GNOME Bugzilla – Bug 133211
Malformed output around multibyte characters
Last modified: 2005-08-29 11:48:16 UTC
VTE (as used in gnome-terminal 2.4.2) sometimes malfunctions in such a way that a line that contains multibyte utf-8 characters is sometimes displayed erroneously in such a way that, well, here's an example: 14:39 < suo> oleellista on kuitenkin huomata, että ieee-flotareissa kaikki luvut ovat etumerkillisi14:39 < suo> oleellista on kuitenkin huomata, että ieee-flotareissa kaikki luvut ovat etumerkillisiä. myös 0.0 on etumerkillinen, se on So the line starts to display from the beginning on encountering a multibyte character. I have managed to get this kind of output in both irssi and slrn, using UTF-8-locales (though as slrn doesn't support UTF-8, I use screen's translation for that). This is over an ssh connection, but I seem to recall that it sometimes did it locally as well under similar conditions - not sure on that, though. screen-4.0.2 is used on the remote machine, but I doubt that it is the culprit; I haven't been able to reproduce this with xterm. I even tried displaying the same screen session in both gnome-terminal and xterm and gnome-terminal sometimes corrupted the output while xterm simultaneously displayed the same thing properly.
Multibyte strings being broken after being partially output suggests that somewhere, some piece of software is using iconv without performing any error recovery. If this is happening before the terminal gets the text, there's nothing to be done in the terminal to fix it. Can you re-run the program which triggers this behavior under "script" to capture its output, and attach it to this report along with information on the locale you were in (both inside and outside of screen)? That'll help pinpoint where things are going wonky, and if it's the terminal, what input causes the terminal to misbehave.
Created attachment 26849 [details] Typescript output from when the problem was reproduced. Here's the requested script output. This was done by running script and then attaching to my irssi screen from inside. Note that I had to hit Ctrl-L once to get the bug to reproduce. After that, the 8th similar line read (on the terminal): 09:23 <mjr> Ääliö älä lyö, ö09:23 <mjr> Ääliö älä lyö, ööliä läikkyy And the 14th line read: 09:23 <mjr> Ääli09:23 <mjr> Ääliö älä lyö, ööliä läikkyy However, in the log there's nothing special on those lines, so I'd still have to be partial to gnome-terminal being the culprit.
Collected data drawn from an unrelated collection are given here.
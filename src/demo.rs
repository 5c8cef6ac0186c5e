use crate::infra::{load_store, parse_date, LoggingNoticePublisher};
use chrono::{Datelike, Duration, Local, NaiveDate, TimeZone, Utc};
use clap::Args;
use std::path::PathBuf;
use std::sync::Arc;
use vts::error::AppError;
use vts::workflows::leave::{
    CategoryId, EmployeeId, InMemoryLeaveStore, LeaveDraft, LeavePolicy, LeaveRequest,
    LeaveService, LeaveServiceError, RequestContext, TransitionAction,
};

type DemoService = LeaveService<InMemoryLeaveStore, LoggingNoticePublisher>;

#[derive(Args, Debug, Default)]
pub(crate) struct DemoArgs {
    /// JSON organization seed; defaults to the bundled sample organization.
    #[arg(long)]
    pub(crate) seed: Option<PathBuf>,
    /// Date the demo treats as today (defaults to today).
    #[arg(long, value_parser = parse_date)]
    pub(crate) today: Option<NaiveDate>,
    /// Keep hours spent when requests are withdrawn or cancelled.
    #[arg(long)]
    pub(crate) keep_released_hours: bool,
}

pub(crate) fn run_demo(args: DemoArgs) -> Result<(), AppError> {
    let DemoArgs {
        seed,
        today,
        keep_released_hours,
    } = args;

    let today = today.unwrap_or_else(|| Local::now().date_naive());
    let policy = LeavePolicy {
        restore_hours_on_release: !keep_released_hours,
        ..LeavePolicy::default()
    };
    let store = Arc::new(load_store(seed.as_deref())?);
    let service = LeaveService::new(store, Arc::new(LoggingNoticePublisher), policy);
    let session = DemoSession { service, today };

    // First Monday at least two weeks out.
    let mut start = today + Duration::days(14);
    while start.weekday().num_days_from_monday() != 0 {
        start += Duration::days(1);
    }
    let end = start + Duration::days(4);

    println!("Leave tracking demo (today {today})");
    println!("Requested week: {start} -> {end}\n");

    let alex = session.submit("alex", start, end);
    let sam = session.submit("sam", start, end);
    let jordan = session.submit("jordan", start, end);
    session.submit("morgan", start, end);
    session.submit("alex", end, end + Duration::days(2));

    println!("\nManager decisions");
    if let Some(alex) = &alex {
        session.transition("morgan", alex, TransitionAction::Approve, None);
    }
    if let Some(sam) = &sam {
        session.transition("morgan", sam, TransitionAction::Reject, None);
        session.transition(
            "morgan",
            sam,
            TransitionAction::Reject,
            Some("Quarterly audit that week"),
        );
    }

    println!("\nEmployee follow-ups");
    if let Some(jordan) = &jordan {
        session.balance("jordan");
        session.transition("jordan", jordan, TransitionAction::Withdraw, None);
        session.balance("jordan");
    }
    if let Some(alex) = &alex {
        session.transition("alex", alex, TransitionAction::Cancel, Some("Trip postponed"));
        session.balance("alex");
    }

    println!("\nManager dashboard");
    let dashboard = session.service.dashboard(&session.ctx("morgan"))?;
    println!(
        "- morgan: {} own request(s), {} awaiting their decision",
        dashboard.my_requests.len(),
        dashboard.pending_for_you.map_or(0, |pending| pending.len())
    );

    Ok(())
}

struct DemoSession {
    service: DemoService,
    today: NaiveDate,
}

impl DemoSession {
    fn ctx(&self, actor: &str) -> RequestContext {
        let now = self
            .today
            .and_hms_opt(9, 0, 0)
            .map(|naive| Utc.from_utc_datetime(&naive))
            .unwrap_or_else(Utc::now);
        RequestContext::new(EmployeeId::new(actor), now)
    }

    fn submit(&self, employee: &str, start: NaiveDate, end: NaiveDate) -> Option<LeaveRequest> {
        let draft = LeaveDraft {
            employee: EmployeeId::new(employee),
            category: CategoryId::new("vacation"),
            title: format!("{employee} time away"),
            description: String::new(),
            start_date: start,
            end_date: end,
            hours_per_day: 8.0,
        };
        match self.service.submit(draft, &self.ctx(employee)) {
            Ok(request) => {
                println!(
                    "- {employee} submitted {} ({} -> {}), status {}",
                    request.id, request.start_date, request.end_date, request.status
                );
                Some(request)
            }
            Err(err) => {
                report_failure(employee, "submit", &err);
                None
            }
        }
    }

    fn transition(
        &self,
        actor: &str,
        request: &LeaveRequest,
        action: TransitionAction,
        explanation: Option<&str>,
    ) {
        match self.service.transition(
            &request.id,
            action,
            &self.ctx(actor),
            explanation.map(str::to_string),
        ) {
            Ok(updated) => println!(
                "- {actor} {action} {} -> {}{}",
                updated.id,
                updated.status,
                updated
                    .explanation
                    .as_deref()
                    .map(|text| format!(" ({text})"))
                    .unwrap_or_default()
            ),
            Err(err) => report_failure(actor, action.label(), &err),
        }
    }

    fn balance(&self, employee: &str) {
        match self.service.balances(&self.ctx(employee)) {
            Ok(balances) => {
                for balance in balances {
                    println!(
                        "  {employee} {}: {}/{} hours remaining",
                        balance.category, balance.remaining_hours, balance.allocated_hours
                    );
                }
            }
            Err(err) => report_failure(employee, "read balances", &err),
        }
    }
}

fn report_failure(actor: &str, action: &str, err: &LeaveServiceError) {
    match err {
        LeaveServiceError::Validation(result) => {
            println!("- {actor} could not {action}:");
            for message in result.messages() {
                println!("    * {message}");
            }
        }
        other => println!("- {actor} could not {action}: {other}"),
    }
}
Locales are as follows both inside and out of the screen, on the machine running screen: LANG=en_US.UTF-8 LC_CTYPE=fi_FI.UTF-8 LC_NUMERIC=en_US.UTF-8 LC_TIME=en_US.UTF-8 LC_COLLATE=fi_FI.UTF-8 LC_MONETARY=fi_FI.UTF-8 LC_MESSAGES=en_US.UTF-8 LC_PAPER=fi_FI.UTF-8 LC_NAME=fi_FI.UTF-8 LC_ADDRESS=fi_FI.UTF-8 LC_TELEPHONE=fi_FI.UTF-8 LC_MEASUREMENT=fi_FI.UTF-8 LC_IDENTIFICATION=fi_FI.UTF-8 LC_ALL= And here's the locales on the computer I'm connecting to my irssi screen from (and running gnome-terminal at): LANG=en_US.UTF-8 LC_CTYPE=fi_FI.UTF-8 LC_NUMERIC=en_GB.UTF-8 LC_TIME=en_GB.UTF-8 LC_COLLATE=fi_FI.UTF-8 LC_MONETARY=fi_FI.UTF-8 LC_MESSAGES=en_GB.UTF-8 LC_PAPER=fi_FI.UTF-8 LC_NAME=fi_FI.UTF-8 LC_ADDRESS=fi_FI.UTF-8 LC_TELEPHONE=fi_FI.UTF-8 LC_MEASUREMENT=fi_FI.UTF-8 LC_IDENTIFICATION=fi_FI.UTF-8 LC_ALL= (Basically just the GB/US difference. Both are Debian GNU/Linux unstable boxes.) Were I to hazard an uneducated guess, maybe gnome-terminal misinterprets utf-8 characters when it doesn't get the whole character data in one read operation, and this becomes more evident when using remote terminal sessions. Or maybe not. Oh, incidentally, I upgraded to Gnome 2.6 from Debian's experimental, and this still happens with gnome-terminal 2.6.0.
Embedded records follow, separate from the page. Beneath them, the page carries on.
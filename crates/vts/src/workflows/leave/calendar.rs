use chrono::{Datelike, Duration, NaiveDate};

/// Raised when a range ends before it starts.
#[derive(Debug, Clone, Copy, PartialEq, Eq, thiserror::Error)]
#[error("date range ends ({end}) before it starts ({start})")]
pub struct InvalidRangeError {
    pub start: NaiveDate,
    pub end: NaiveDate,
}

/// Inclusive span of calendar days. `Copy`, so a range can be walked any number of times.
#[derive(Debug, Clone, Copy, PartialEq, Eq)]
pub struct DayRange {
    start: NaiveDate,
    end: NaiveDate,
}

impl DayRange {
    pub fn start(&self) -> NaiveDate {
        self.start
    }

    pub fn end(&self) -> NaiveDate {
        self.end
    }

    pub fn len(&self) -> usize {
        day_count(self.start, self.end) as usize
    }

    /// Always false: `days_in_range` refuses inverted ranges, so a range holds at least one day.
    pub fn is_empty(&self) -> bool {
        false
    }

    pub fn contains(&self, date: NaiveDate) -> bool {
        self.start <= date && date <= self.end
    }

    pub fn iter(&self) -> Days {
        Days {
            next: Some(self.start),
            end: self.end,
        }
    }
}

impl IntoIterator for DayRange {
    type Item = NaiveDate;
    type IntoIter = Days;

    fn into_iter(self) -> Self::IntoIter {
        self.iter()
    }
}

impl IntoIterator for &DayRange {
    type Item = NaiveDate;
    type IntoIter = Days;

    fn into_iter(self) -> Self::IntoIter {
        self.iter()
    }
}

/// Iterator over the days of a [`DayRange`].
#[derive(Debug, Clone)]
pub struct Days {
    next: Option<NaiveDate>,
    end: NaiveDate,
}

impl Iterator for Days {
    type Item = NaiveDate;

    fn next(&mut self) -> Option<Self::Item> {
        let current = self.next?;
        if current > self.end {
            self.next = None;
            return None;
        }
        self.next = current.succ_opt().filter(|next| *next <= self.end);
        Some(current)
    }
}

/// Every date from `start` to `end`, both inclusive.
pub fn days_in_range(start: NaiveDate, end: NaiveDate) -> Result<DayRange, InvalidRangeError> {
    if end < start {
        return Err(InvalidRangeError { start, end });
    }
    Ok(DayRange { start, end })
}

/// ISO weekday with Monday = 0 through Sunday = 6.
pub fn weekday_of(date: NaiveDate) -> u8 {
    date.weekday().num_days_from_monday() as u8
}

/// Inclusive day count; zero or negative for inverted ranges.
pub fn day_count(start: NaiveDate, end: NaiveDate) -> i64 {
    (end - start).num_days() + 1
}

pub(crate) fn shift(date: NaiveDate, days: i64) -> Option<NaiveDate> {
    date.checked_add_signed(Duration::days(days))
}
Oh right, VTE currently libvte4 0.11.10-8 as found in Debian.
The original reporter here; this bug still lives on rather persistently at gnome-terminal 2.6.1-4 and libvte4 0.11.11-4 as packaged by Debian. Some additional testing has revealed that when I set ISO-8859-1 as the terminal encoding and tell screen to convert my UTF-8 terminal sessions to that charset for the terminal, everything seems to work fine; this further points to errors in multibyte character handling, as suggested (and as opposed to eg. problems with all non-ASCII). Also, I coded a short test program that writes "foobar foobar " and half of the U+00E4 LATIN SMALL LETTER A WITH DIAERESIS encoded in UTF-8, sleeps for a second, and then prints the other half with " xyzzy xyzzy". The program output reliably displays "foobar foobar foobar foobar ä xyzzy xyzzy", that is double the foobars there should be. On xterm the program displays only two foobars as is proper. (Attaching program source after this note.) That said, I'm going to put aside a few hours tonight to see if this is something that I can fix myself with not too much effort considering my total unfamiliarity with the code; I'll put a note here when I fix it or give up. In the latter case, I'd appreciate some attention into this, as it is quite an obnoxious bug for those of us using Gnome's "native" charset (and not just an ASCII subset of it).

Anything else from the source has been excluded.